The founder of the Mudd family in America came from England with Lord Baltimore, three brothers coming over as colonists, one going later to Kentucky, one to Missouri, while the third remained in Maryland.
Judge Mudd received a sound preparatory education in the schools of his native state, and later entered St. Joseph’s college, Bardstown, Kentucky, a famous institution of the period conducted by Roman Catholics.
He moved to Madison County with his parents, in 1817, and later to Lawrence County. In 1831 he located in Jefferson County,where he read law under Walker K. Baylor. His plantation, Arlington, was located east of Elyton.
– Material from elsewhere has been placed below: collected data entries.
use reqwest::Url;

/// Parse "true"/"false"/"1"/"0"-style env flags.
pub fn parse_bool_flag(s: &str) -> Option<bool> {
    match s.trim().to_lowercase().as_str() {
        "true" | "1" | "yes" | "on" => Some(true),
        "false" | "0" | "no" | "off" => Some(false),
        _ => None,
    }
}

/// Returns true for localhost, loopback IPv4/IPv6, and 0.0.0.0 URLs.
pub fn is_local_endpoint_url(url: &str) -> bool {
    let parsed = match Url::parse(url.trim()) {
        Ok(parsed) => parsed,
        Err(_) => return false,
    };

    match parsed.host_str() {
        Some(host) => {
            let normalized = host.trim().to_ascii_lowercase();
            normalized == "localhost"
                || normalized == "::1"
                || normalized == "0.0.0.0"
                || normalized.starts_with("127.")
        }
        None => false,
    }
}
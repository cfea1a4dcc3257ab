use anyhow::{bail, Result};
use serde::{Deserialize, Serialize};

use crate::util::is_local_endpoint_url;

#[derive(Debug, Clone, Serialize, Deserialize)]
pub struct Config {
    pub api_key: Option<String>,
    pub model: String,
    pub api_url: String,
}

impl Config {
    pub fn load() -> Result<Self> {
        let api_url = std::env::var("DATAKI_API_URL")
            .unwrap_or_else(|_| "https://api.dataki.ai/v1/chat".to_string());
        let api_key = std::env::var("DATAKI_API_KEY").ok().and_then(|v| {
            if v.trim().is_empty() {
                None
            } else {
                Some(v)
            }
        });
        let model =
            std::env::var("DATAKI_MODEL").unwrap_or_else(|_| "gemini-2.0-flash".to_string());

        Ok(Self {
            api_key,
            model,
            api_url,
        })
    }

    pub fn validate(&self) -> Result<()> {
        if !self.api_url.starts_with("http://") && !self.api_url.starts_with("https://") {
            bail!(
                "Invalid DATAKI_API_URL '{}': expected http:// or https:// URL",
                self.api_url
            );
        }

        if self.model.trim().is_empty() {
            bail!("DATAKI_MODEL must not be empty");
        }

        if !self.is_local_endpoint() && self.api_key.is_none() {
            bail!(
                "DATAKI_API_KEY must be set for non-local endpoints (url: '{}')",
                self.api_url
            );
        }

        Ok(())
    }

    fn is_local_endpoint(&self) -> bool {
        is_local_endpoint_url(&self.api_url)
    }
}
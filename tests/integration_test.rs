use dataki::config::Config;

#[test]
fn test_config_validation_rejects_non_http_url() {
    let config = Config {
        api_key: Some("test-key".to_string()),
        model: "gemini-2.0-flash".to_string(),
        api_url: "ftp://api.dataki.ai/v1/chat".to_string(),
    };

    assert!(config.validate().is_err());
}

#[test]
fn test_config_validation_requires_key_for_remote_endpoint() {
    let config = Config {
        api_key: None,
        model: "gemini-2.0-flash".to_string(),
        api_url: "https://api.dataki.ai/v1/chat".to_string(),
    };

    assert!(config.validate().is_err());
}

#[test]
fn test_config_validation_allows_local_endpoint_without_api_key() {
    let config = Config {
        api_key: None,
        model: "local-model".to_string(),
        api_url: "http://localhost:8000/v1/chat".to_string(),
    };

    assert!(config.validate().is_ok());
}

#[test]
fn test_config_validation_rejects_blank_model() {
    let config = Config {
        api_key: Some("test-key".to_string()),
        model: "  ".to_string(),
        api_url: "https://api.dataki.ai/v1/chat".to_string(),
    };

    assert!(config.validate().is_err());
}
use tokio::sync::Mutex as AsyncMutex;

/// Process-wide lock serializing tests that touch environment variables.
/// Use `.blocking_lock()` in sync tests and `.lock().await` in async tests.
pub static ENV_LOCK: AsyncMutex<()> = AsyncMutex::const_new(());
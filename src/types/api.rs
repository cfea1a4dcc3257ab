use serde::{Deserialize, Serialize};

/// One message in the chat history sent to the backend.
#[derive(Debug, Clone, Serialize, Deserialize)]
pub struct ChatMessage {
    pub role: String,
    pub content: String,
}

impl ChatMessage {
    pub fn user(content: impl Into<String>) -> Self {
        Self {
            role: "user".to_string(),
            content: content.into(),
        }
    }

    pub fn assistant(content: impl Into<String>) -> Self {
        Self {
            role: "assistant".to_string(),
            content: content.into(),
        }
    }
}

/// One decoded envelope frame from the streaming chat endpoint.
///
/// The backend streams `message` frames carrying text deltas, then a single
/// terminal `result` frame; `error` replaces the result when the request
/// fails server-side.
#[derive(Debug, Clone, Deserialize, PartialEq)]
#[serde(untagged)]
pub enum StreamFrame {
    Delta { message: DeltaPayload },
    Result { result: ResultPayload },
    Error { error: ErrorPayload },
}

#[derive(Debug, Clone, Deserialize, PartialEq)]
pub struct DeltaPayload {
    pub text: String,
}

#[derive(Debug, Clone, Default, Deserialize, PartialEq)]
pub struct ResultPayload {
    /// Full response text, when the backend repeats it in the terminal frame.
    #[serde(default)]
    pub text: Option<String>,
}

#[derive(Debug, Clone, Deserialize, PartialEq)]
pub struct ErrorPayload {
    pub message: String,
    #[serde(default)]
    pub status: Option<String>,
}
Being admitted to the bar in 1839, he practiced his profession in Jefferson and surrounding counties. He was elected to the Alabama legislature for the sessions of 1843 and 1848, inclusive and he was elected solicitor of the judicial circuit embracing his county with others. In 1856, he was elected judge of the circuit, an office he held consecutively until 1883 when forced to retire because of failing health.
Judge Mudd was a successful business man and one of the men who founded and developed the foundations of Birmingham. He operated the Oxmoor furnace in the early 1870s and his success in that undertaking gave renewed confidence to the coal and iron interests which at that time were at low ebb.
He was a charter member and director of the Elyton Land company until his death. In association with Josiah Morris, the Montgomery banker, and T. L. Hudgins, of Birmingham, he founded the Citizens’ bank, which afterward consolidated with the First national bank. Judge Mudd built the first hotel in Birmingham, which was later replaced on the same site by the Florence hotel, which in turn gave place to a modern mercantile establishment.
Prior to the War of Secession, Judge Mudd was a Whig but afterward became a Democrat. He opposed secession and was a union man until hostilities began, after which he devoted his influence and means to the Southern cause.
His ancestry was Roman Catholic in faith, but a short time before his death he united with the Episcopal church. He was a Mason.
Judge Mudd married on December 22, 1841, in Elyton, Florence Jane, daughter of Dr. Samuel Sidney and Harriet Hampton (Wright) Earle of that place, natives of Pendleton District, S. C., who moved to Alabama in 1820. The former was a noted physician of the period and a descendant of John Earle, a Revolutionary soldier and progenitor of all the Earles in Alabama. The family was of English origin, and migrated to Virginia in 1652, three brothers, Baylis, John, and Elias, going later from Virginia to South Carolina, and their descendants settling in Georgia, Alabama and Mississippi.
Their children were
- Harriet Louisa Mudd, m. Alberto Martin, Elton
- Sarah Ellen, “Lalla,” Mudd m. Dr. Harden P. Cochrane, Birmingham
- Florence Earle Mudd, m. Dr. Mortimer Harvie Jordan, Birmingham
- Virginia Taylor Mudd, m.William A. Walker, Jr.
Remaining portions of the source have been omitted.